Padahal, pembangunan dan sains itu bukan hanya terkait mesin, tapi lebih
merupakan sebuah kultur. Seperti
dikatakan Fang Lizhi sebelum ia lari dari Beijing tahun 1989, sains itu bukan
hanya bagaimana mencipta atau memperbaiki lampu, tetapi ada “system of
thought (sistem pemikiran) yang berdiri di belakangnya”. Itulah yang disebut
dengan kultur inovasi. Kultur atau tradisi ilmiah seperti itulah yang
kemudian membuat Eropa dan Amerika maju. Penciptaan
tradisi ilmiah di masyarakat merupakan salah satu tujuan dari pengembangan
ilmu soshum. Ia mengajak manusia untuk berpikir kritis, kreatif, empatik,
selalu mengembangkan rasa ingin tahu, fleksibel, dan bisa beradaptasi.
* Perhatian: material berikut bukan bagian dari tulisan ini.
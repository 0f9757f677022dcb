//! Segwit coinbase construction: BIP-34 height push, lane tag, extranonce
//! placeholders, payout output, witness commitment output — split at the
//! placeholder boundaries into `coinb1`/`coinb2` per §4.2.
//!
//! The split is computed by tracking byte offsets as the scriptSig is
//! assembled, not by scanning the serialized transaction for a placeholder
//! pattern: the builder controls the entire layout, so the offsets are known
//! exactly and a scan would only risk a false match against a coincidentally
//! zero-valued byte run elsewhere in the tx. See DESIGN.md.

use bitcoin::ScriptBuf;
use bitcoin::script::Builder as ScriptBuilder;
use thiserror::Error;

use crate::codec::{double_sha256, pushdata, pushdata_prefix, varint};

#[derive(Debug, Error, PartialEq, Eq)]
pub enum CoinbaseError {
    #[error("extranonce size must be 1-8 bytes, got {0}")]
    InvalidExtranonceSize(u8),
    #[error("template missing default_witness_commitment")]
    BadTemplate,
}

/// A lane tag used to partition the coinbase search space, per §9's note on
/// the (external) lane-tagging proxy; the core still stamps a tag so a
/// front proxy can demultiplex without the pool needing to know about it.
pub type LaneTag = [u8; 1];

pub const LANES: [LaneTag; 4] = [*b"A", *b"B", *b"C", *b"D"];

/// All the byte pieces needed to assemble the real coinbase (segwit, for
/// block submission and for `mining.notify`) or its legacy (witness-free)
/// counterpart (for the coinbase txid that feeds the merkle branch).
#[derive(Debug, Clone)]
pub struct CoinbaseTemplate {
    /// Everything from tx version through the combined
    /// `len(extranonce1+extranonce2)` pushdata opcode, inclusive. extranonce1
    /// and extranonce2 share that single push operand; there is no second
    /// opcode between them. Segwit-encoded (includes marker + flag).
    pub coinb1: Vec<u8>,
    /// Everything from `sequence` through `locktime`, inclusive. Segwit
    /// encoded (includes the witness stack).
    pub coinb2: Vec<u8>,
    pub extranonce1_size: u8,
    pub extranonce2_size: u8,

    legacy_prefix: Vec<u8>,
    legacy_suffix: Vec<u8>,
}

impl CoinbaseTemplate {
    /// Assemble the full coinbase (segwit form) once extranonce1 (session)
    /// and extranonce2 (miner-rolled) are known.
    pub fn full_coinbase(&self, extranonce1: &[u8], extranonce2: &[u8]) -> Vec<u8> {
        let mut out = self.coinb1.clone();
        out.extend_from_slice(extranonce1);
        out.extend_from_slice(extranonce2);
        out.extend_from_slice(&self.coinb2);
        out
    }

    /// Legacy (no marker/flag/witness) coinbase txid, the leaf used in
    /// merkle branch folding.
    pub fn legacy_txid(&self, extranonce1: &[u8], extranonce2: &[u8]) -> [u8; 32] {
        let mut buf = self.legacy_prefix.clone();
        buf.extend_from_slice(extranonce1);
        buf.extend_from_slice(extranonce2);
        buf.extend_from_slice(&self.legacy_suffix);
        double_sha256(&buf)
    }
}

pub struct CoinbaseParams<'a> {
    pub height: u64,
    pub lane_tag: LaneTag,
    pub job_seq: u32,
    pub extranonce1_size: u8,
    pub extranonce2_size: u8,
    pub payout_script: &'a ScriptBuf,
    pub coinbase_value_sats: u64,
    pub witness_commitment_script: &'a ScriptBuf,
}

pub fn build_coinbase(params: CoinbaseParams<'_>) -> Result<CoinbaseTemplate, CoinbaseError> {
    if !(1..=8).contains(&params.extranonce1_size) {
        return Err(CoinbaseError::InvalidExtranonceSize(params.extranonce1_size));
    }
    if !(1..=8).contains(&params.extranonce2_size) {
        return Err(CoinbaseError::InvalidExtranonceSize(params.extranonce2_size));
    }

    let bip34_height_push = ScriptBuilder::new()
        .push_int(params.height as i64)
        .into_script()
        .into_bytes();

    let mut tag_bytes = Vec::with_capacity(1 + 4);
    tag_bytes.extend_from_slice(&params.lane_tag);
    tag_bytes.extend_from_slice(&params.job_seq.to_le_bytes());
    let tag_push = pushdata(&tag_bytes);

    let mut prefix_before_en1 = bip34_height_push;
    prefix_before_en1.extend_from_slice(&tag_push);

    // extranonce1 and extranonce2 are written back-to-back as the operand of
    // a single pushdata opcode, sized for their combined length — there is
    // no second opcode between them, so the script only ever has one push
    // covering both pieces.
    let en_push_prefix =
        pushdata_prefix(params.extranonce1_size as usize + params.extranonce2_size as usize);
    let en1_placeholder = vec![0u8; params.extranonce1_size as usize];
    let en2_placeholder = vec![0u8; params.extranonce2_size as usize];

    let scriptsig_len =
        prefix_before_en1.len() + en_push_prefix.len() + en1_placeholder.len() + en2_placeholder.len();

    let version_bytes = 2i32.to_le_bytes();
    let marker_flag = [0x00u8, 0x01u8];
    let txin_count = varint(1);
    let mut outpoint = [0u8; 36];
    outpoint[32..].copy_from_slice(&0xffff_ffffu32.to_le_bytes());
    let scriptsig_len_varint = varint(scriptsig_len as u64);
    let sequence = 0xffff_ffffu32.to_le_bytes();
    let txout_count = varint(2);

    let payout_txout = {
        let mut v = Vec::new();
        v.extend_from_slice(&params.coinbase_value_sats.to_le_bytes());
        v.extend_from_slice(&varint(params.payout_script.len() as u64));
        v.extend_from_slice(params.payout_script.as_bytes());
        v
    };
    let commitment_txout = {
        let mut v = Vec::new();
        v.extend_from_slice(&0u64.to_le_bytes());
        v.extend_from_slice(&varint(params.witness_commitment_script.len() as u64));
        v.extend_from_slice(params.witness_commitment_script.as_bytes());
        v
    };
    let witness_stack = {
        let mut v = Vec::new();
        v.extend_from_slice(&varint(1)); // one witness item
        v.extend_from_slice(&varint(32)); // 32-byte reserved value
        v.extend_from_slice(&[0u8; 32]);
        v
    };
    let locktime = 0u32.to_le_bytes();

    let mut coinb1 = Vec::new();
    coinb1.extend_from_slice(&version_bytes);
    coinb1.extend_from_slice(&marker_flag);
    coinb1.extend_from_slice(&txin_count);
    coinb1.extend_from_slice(&outpoint);
    coinb1.extend_from_slice(&scriptsig_len_varint);
    coinb1.extend_from_slice(&prefix_before_en1);
    coinb1.extend_from_slice(&en_push_prefix);

    let mut coinb2 = Vec::new();
    coinb2.extend_from_slice(&sequence);
    coinb2.extend_from_slice(&txout_count);
    coinb2.extend_from_slice(&payout_txout);
    coinb2.extend_from_slice(&commitment_txout);
    coinb2.extend_from_slice(&witness_stack);
    coinb2.extend_from_slice(&locktime);

    let mut legacy_prefix = Vec::new();
    legacy_prefix.extend_from_slice(&version_bytes);
    legacy_prefix.extend_from_slice(&txin_count);
    legacy_prefix.extend_from_slice(&outpoint);
    legacy_prefix.extend_from_slice(&scriptsig_len_varint);
    legacy_prefix.extend_from_slice(&prefix_before_en1);
    legacy_prefix.extend_from_slice(&en_push_prefix);

    let mut legacy_suffix = Vec::new();
    legacy_suffix.extend_from_slice(&sequence);
    legacy_suffix.extend_from_slice(&txout_count);
    legacy_suffix.extend_from_slice(&payout_txout);
    legacy_suffix.extend_from_slice(&commitment_txout);
    legacy_suffix.extend_from_slice(&locktime);

    Ok(CoinbaseTemplate {
        coinb1,
        coinb2,
        extranonce1_size: params.extranonce1_size,
        extranonce2_size: params.extranonce2_size,
        legacy_prefix,
        legacy_suffix,
    })
}

#[cfg(test)]
mod tests {
    use super::*;
    use bitcoin::opcodes::all::OP_RETURN;
    use bitcoin::script::Builder as ScriptBuilder;

    fn sample_template() -> CoinbaseTemplate {
        let payout = ScriptBuilder::new()
            .push_opcode(bitcoin::opcodes::all::OP_PUSHBYTES_0)
            .push_slice([0xaa; 20])
            .into_script();
        let commitment = ScriptBuilder::new()
            .push_opcode(OP_RETURN)
            .push_slice([0xbb; 36])
            .into_script();

        build_coinbase(CoinbaseParams {
            height: 210_000,
            lane_tag: *b"A",
            job_seq: 7,
            extranonce1_size: 4,
            extranonce2_size: 4,
            payout_script: &payout,
            coinbase_value_sats: 5_000_000_000,
            witness_commitment_script: &commitment,
        })
        .unwrap()
    }

    #[test]
    fn split_recombines_to_full_coinbase() {
        let tmpl = sample_template();
        let en1 = [0x11, 0x22, 0x33, 0x44];
        let en2 = [0x55, 0x66, 0x77, 0x88];

        let mut expected = tmpl.coinb1.clone();
        expected.extend_from_slice(&en1);
        expected.extend_from_slice(&en2);
        expected.extend_from_slice(&tmpl.coinb2);

        assert_eq!(tmpl.full_coinbase(&en1, &en2), expected);
    }

    #[test]
    fn legacy_txid_excludes_witness() {
        let tmpl = sample_template();
        let en1 = [0u8; 4];
        let en2 = [0u8; 4];

        let full = tmpl.full_coinbase(&en1, &en2);
        // marker+flag present right after the 4-byte version in the segwit form.
        assert_eq!(&full[4..6], &[0x00, 0x01]);

        let legacy = tmpl.legacy_txid(&en1, &en2);
        assert_eq!(legacy, double_sha256(&{
            let mut v = tmpl.legacy_prefix.clone();
            v.extend_from_slice(&en1);
            v.extend_from_slice(&en2);
            v.extend_from_slice(&tmpl.legacy_suffix);
            v
        }));
    }

    #[test]
    fn declared_scriptsig_len_matches_written_bytes() {
        let tmpl = sample_template();
        let en1 = [0x11, 0x22, 0x33, 0x44];
        let en2 = [0x55, 0x66, 0x77, 0x88];
        let full = tmpl.full_coinbase(&en1, &en2);

        // version(4) + marker+flag(2) + txin_count(1) + outpoint(36)
        let mut cursor = 4 + 2 + 1 + 36;
        let (scriptsig_len, varint_len) = read_varint(&full[cursor..]);
        cursor += varint_len;
        let scriptsig = &full[cursor..cursor + scriptsig_len as usize];
        cursor += scriptsig_len as usize;

        // sequence immediately follows scriptSig; 0xffff_ffff by construction.
        assert_eq!(&full[cursor..cursor + 4], &0xffff_ffffu32.to_le_bytes());
        // scriptSig must end with extranonce1 || extranonce2, not be
        // truncated by an undeclared pushdata opcode in between.
        assert!(scriptsig.ends_with(&[0x11, 0x22, 0x33, 0x44, 0x55, 0x66, 0x77, 0x88]));
    }

    fn read_varint(buf: &[u8]) -> (u64, usize) {
        match buf[0] {
            0xfd => (u16::from_le_bytes([buf[1], buf[2]]) as u64, 3),
            0xfe => (u32::from_le_bytes([buf[1], buf[2], buf[3], buf[4]]) as u64, 5),
            n => (n as u64, 1),
        }
    }

    #[test]
    fn rejects_oversized_extranonce() {
        let payout = ScriptBuilder::new().into_script();
        let commitment = ScriptBuilder::new().into_script();
        let err = build_coinbase(CoinbaseParams {
            height: 100,
            lane_tag: *b"A",
            job_seq: 0,
            extranonce1_size: 9,
            extranonce2_size: 4,
            payout_script: &payout,
            coinbase_value_sats: 0,
            witness_commitment_script: &commitment,
        })
        .unwrap_err();
        assert_eq!(err, CoinbaseError::InvalidExtranonceSize(9));
    }
}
Fungsi
lainnya dari ilmu soshum adalah memberikan etika dan rambu-rambu dalam
penelitian. Sehingga kejadian seperti di zaman Nazi dulu tidak terulang
kembali. Ketika itu ilmu pengetahuan digunakan untuk membantu kehancuran
manusia. Caranya bukan dengan mengekang ilmuwan atau peneliti, melainkan
memberikan kebebasan tanpa batas bagi ilmuwan untuk para ilmuwan dalam
melakukan eksperimen, termasuk membunuh atau menjadi manusia hidup sebagai
obyek ekperimentasi ilmiah (Heim, Sachse, & Walker 2009, 10). Tidak ada
etika dan empati. Terakhir,
perlu keseimbangan ketika melihat ilmu eksakta dan non-eksakta, terutama
dalam arsitektur ilmu pengetahuan nasional dan dalam pengembangan BRIN.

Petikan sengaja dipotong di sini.